Gambling worlds unite at Del. track Slots, horses attract money from bettors on opening day

April 14, 1996|By Frank Langfitt | Frank Langfitt,SUN STAFF

STANTON, Del. -- At the opening day of Delaware Park's annual racing meet, the closest some people came to seeing a horse was the neon likeness of one sitting above a bank of slot machines.

As the first race began yesterday under sunny skies and a stiff breeze, hundreds of patrons remained glued to one-armed bandits on the darkened, smoke-filled casino floor beneath the grandstand.

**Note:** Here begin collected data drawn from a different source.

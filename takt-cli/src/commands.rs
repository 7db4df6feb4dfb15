use std::fmt::Write as _;
use std::path::PathBuf;

use anyhow::Context;
use clap::{Args, Parser, Subcommand, ValueEnum};
use tracing::info;

use takt_config::TaktConfig;
use takt_core::SchedulerVariant;
use takt_harness::{CompareReport, Harness, ModeReport};
use takt_telemetry::MetricsRecorder;

#[derive(Parser)]
#[command(version, about)]
pub struct Cli {
    #[command(subcommand)]
    pub command: Commands,
}

#[derive(Subcommand)]
pub enum Commands {
    /// Run every workload with one scheduler and write its CSV files
    Run(RunArgs),
    /// Run both schedulers concurrently on one shared pool and compare them
    Compare(CommonArgs),
}

#[derive(Clone, Copy, Debug, PartialEq, Eq, ValueEnum)]
pub enum Mode {
    /// General-purpose scheduler
    Default,
    /// Real-time-tuned scheduler
    Rt,
}

impl From<Mode> for SchedulerVariant {
    fn from(mode: Mode) -> Self {
        match mode {
            Mode::Default => SchedulerVariant::GeneralPurpose,
            Mode::Rt => SchedulerVariant::RealTime,
        }
    }
}

#[derive(Args, Debug, Clone)]
pub struct RunArgs {
    /// Scheduler to run
    #[arg(value_enum)]
    pub mode: Mode,
    #[command(flatten)]
    pub common: CommonArgs,
}

#[derive(Args, Debug, Clone, Default)]
pub struct CommonArgs {
    /// Configuration file; defaults to config/takt.yaml plus TAKT_* overrides
    #[arg(short, long)]
    pub config: Option<PathBuf>,
    /// Cycles per workload
    #[arg(long)]
    pub cycles: Option<usize>,
    /// Directory for the CSV files
    #[arg(short, long)]
    pub output: Option<PathBuf>,
    /// Print prometheus metrics after the run
    #[arg(long, default_value_t = false)]
    pub metrics: bool,
}

pub fn run_command(cli: Cli) -> anyhow::Result<()> {
    match cli.command {
        Commands::Run(args) => {
            let harness = build_harness(&args.common)?;
            let report = harness.run_mode(args.mode.into())?;
            print!("{}", render_mode(&report));
            print_metrics(&harness)
        }
        Commands::Compare(args) => {
            let harness = build_harness(&args)?;
            let report = harness.compare()?;
            print!("{}", render_comparison(&report));
            print_metrics(&harness)
        }
    }
}

fn load_config(args: &CommonArgs) -> anyhow::Result<TaktConfig> {
    let mut config = match &args.config {
        Some(path) => TaktConfig::load_from_path(path)
            .with_context(|| format!("loading {}", path.display()))?,
        None => TaktConfig::load()?,
    };
    if let Some(cycles) = args.cycles {
        config.run.cycles_per_workload = cycles;
    }
    if let Some(output) = &args.output {
        config.run.output_dir = output.clone();
    }
    Ok(config)
}

fn build_harness(args: &CommonArgs) -> anyhow::Result<Harness> {
    let config = load_config(args)?;
    info!(
        capacity = config.pool.capacity,
        chunk_size = config.pool.chunk_size,
        output = %config.run.output_dir.display(),
        "takt starting"
    );
    let harness = Harness::new(config)?;
    Ok(if args.metrics {
        harness.with_metrics(MetricsRecorder::new()?)
    } else {
        harness
    })
}

fn print_metrics(harness: &Harness) -> anyhow::Result<()> {
    if let Some(metrics) = harness.metrics() {
        print!("{}", metrics.gather_metrics()?);
    }
    Ok(())
}

pub fn render_mode(report: &ModeReport) -> String {
    let mut out = String::new();
    let _ = writeln!(
        out,
        "{:<10} {:>5} {:>10} {:>8} {:>8} {:>8} {:>10}  file",
        format!("[{}]", report.variant),
        "load",
        "mean_us",
        "std_us",
        "p99_us",
        "first_us",
        "exhausted"
    );
    for run in &report.workloads {
        let s = &run.summary;
        let _ = writeln!(
            out,
            "{:<10} {:>4}% {:>10.1} {:>8.1} {:>8} {:>8} {:>10}  {}",
            run.name,
            run.load_percent,
            s.mean_us,
            s.std_dev_us,
            s.p99_us,
            s.first_cycle_us.unwrap_or(0),
            s.exhausted_cycles,
            run.path.display()
        );
    }
    out
}

pub fn render_comparison(report: &CompareReport) -> String {
    let mut out = String::new();
    let _ = writeln!(
        out,
        "{:<10} {:>5} {:>12} {:>10} {:>12} {:>10}",
        "workload", "load", "default_mean", "default_sd", "rt_mean", "rt_sd"
    );
    for (general, realtime) in report.rows() {
        let _ = writeln!(
            out,
            "{:<10} {:>4}% {:>12.1} {:>10.1} {:>12.1} {:>10.1}",
            general.name,
            general.load_percent,
            general.summary.mean_us,
            general.summary.std_dev_us,
            realtime.summary.mean_us,
            realtime.summary.std_dev_us
        );
    }
    let _ = writeln!(
        out,
        "pool: peak {} of {} blocks, {} exhaustions",
        report.pool.peak_in_use, report.pool.capacity, report.pool.exhaustions
    );
    out
}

Herbert Wilkerson of Upper Marlboro played the slots for at least four hours and seemed unfazed that he never saw the ponies.

"We've got enough of them back in Maryland," the 66-year-old school bus driver said before getting into his car and heading back home on Interstate 95.

Mr. Wilkerson's comments seemed to sum up the feelings of many slot players on the first day of this unusual marriage of horse racing and casino gambling. The track began operating 715 slots in December and resumed live racing yesterday.

At first glance, the union seems a peaceful and profitable one. The money bet on horse races was a little lower than opening day bets last year, track officials said. They attributed the decline to a lack of advertising, not to horseplayers betting slots.

"You couldn't tell today because the slots are handling as much as they can," said Steve Kallens, the track's marketing director.

Gamblers enjoyed the blinking lights and immediate gratification of mechanized betting without the long drive to Atlantic City, N. J. Warmed by the sunshine, track habitues relaxed and chatted in the grandstand between races as ducks paddled around an infield pond.

"It's two different worlds," said Edward Zabielski Sr., a retired forklift operator from Wilmington, Del., who has attended races at Delaware Park for 50 years. "If you're out here, you don't know there are slot machines in there."

Maryland's horse industry and the state's most powerful politicians are watching Delaware's experiment warily.

Since opening, the slots have been fabulously profitable and some of the proceeds have helped raise purses.

Maryland racing officials say higher purses will siphon off horses from their tracks, irreparably damaging the industry. Delaware Park officials deny that and even some Maryland horsemen have said they don't plan to race here because moving their horses is too much trouble.

During the past legislative session, Maryland track owners asked for 6,000 slot machines to compete with Delaware. The bill failed but is thought to have a better chance of being approved next year.

In the meantime, a few casino gamblers from Maryland continue to make their way to Delaware Park and seem to be having a good time.

Amy Stefhon, 31, a sales representative from Columbia, arrived yesterday morning and was surprised and pleased to learn there would be horse racing, too.

"Is it opening day?" she asked, excitedly. "I've never been to a horse race."

She and a co-worker, Richard Aucoin of Arbutus, played the slots for a while but had trouble finding open machines amid the crowd.

"They're like vultures," Mr. Aucoin said of the other players. "They need more slot machines."

Ms. Stefhon bet on the first race of the day using her wedding anniversary to pick a horse. "I didn't have a clue as to what I was doing," she said.

She won $1.80.

Ms. Stefhon did not fare as well in the casino.

She lost $60 but said she still had fun. "I'd come back as soon as I have another $60 to blow," she said.

Thelma B. Adams, who lives just below the Delaware state line in Freeland and turns 78 today, had better luck.

Wearing a red sweater with sequined playing cards on the front, she arrived about 9: 30 a.m. on the first leg of a birthday gambling trip with her daughter, D. Stacy Fair.

Standing outside the casino holding a plastic bucket filled with quarters, Ms. Adams said she won about $200 in an hour and a half.

She likes horse racing but prefers Delaware Park to Baltimore's thoroughbred track, Pimlico, which held races yesterday.

"I don't feel comfortable parking my car and going into that neighborhood," she said.

Besides the appeal of Delaware's suburban setting is the ambience of the casino.

A cross between an Victorian parlor and a video arcade, it is a collage of neon, flashing lights and burgundy carpet set against oak-paneled walls, mirrored ceiling tiles and chandeliers from an Argentine brothel.

"Beautiful" is how Willie Booker of Owings Mills described it. "They're crazy for not putting it in Baltimore," Mr. Booker said.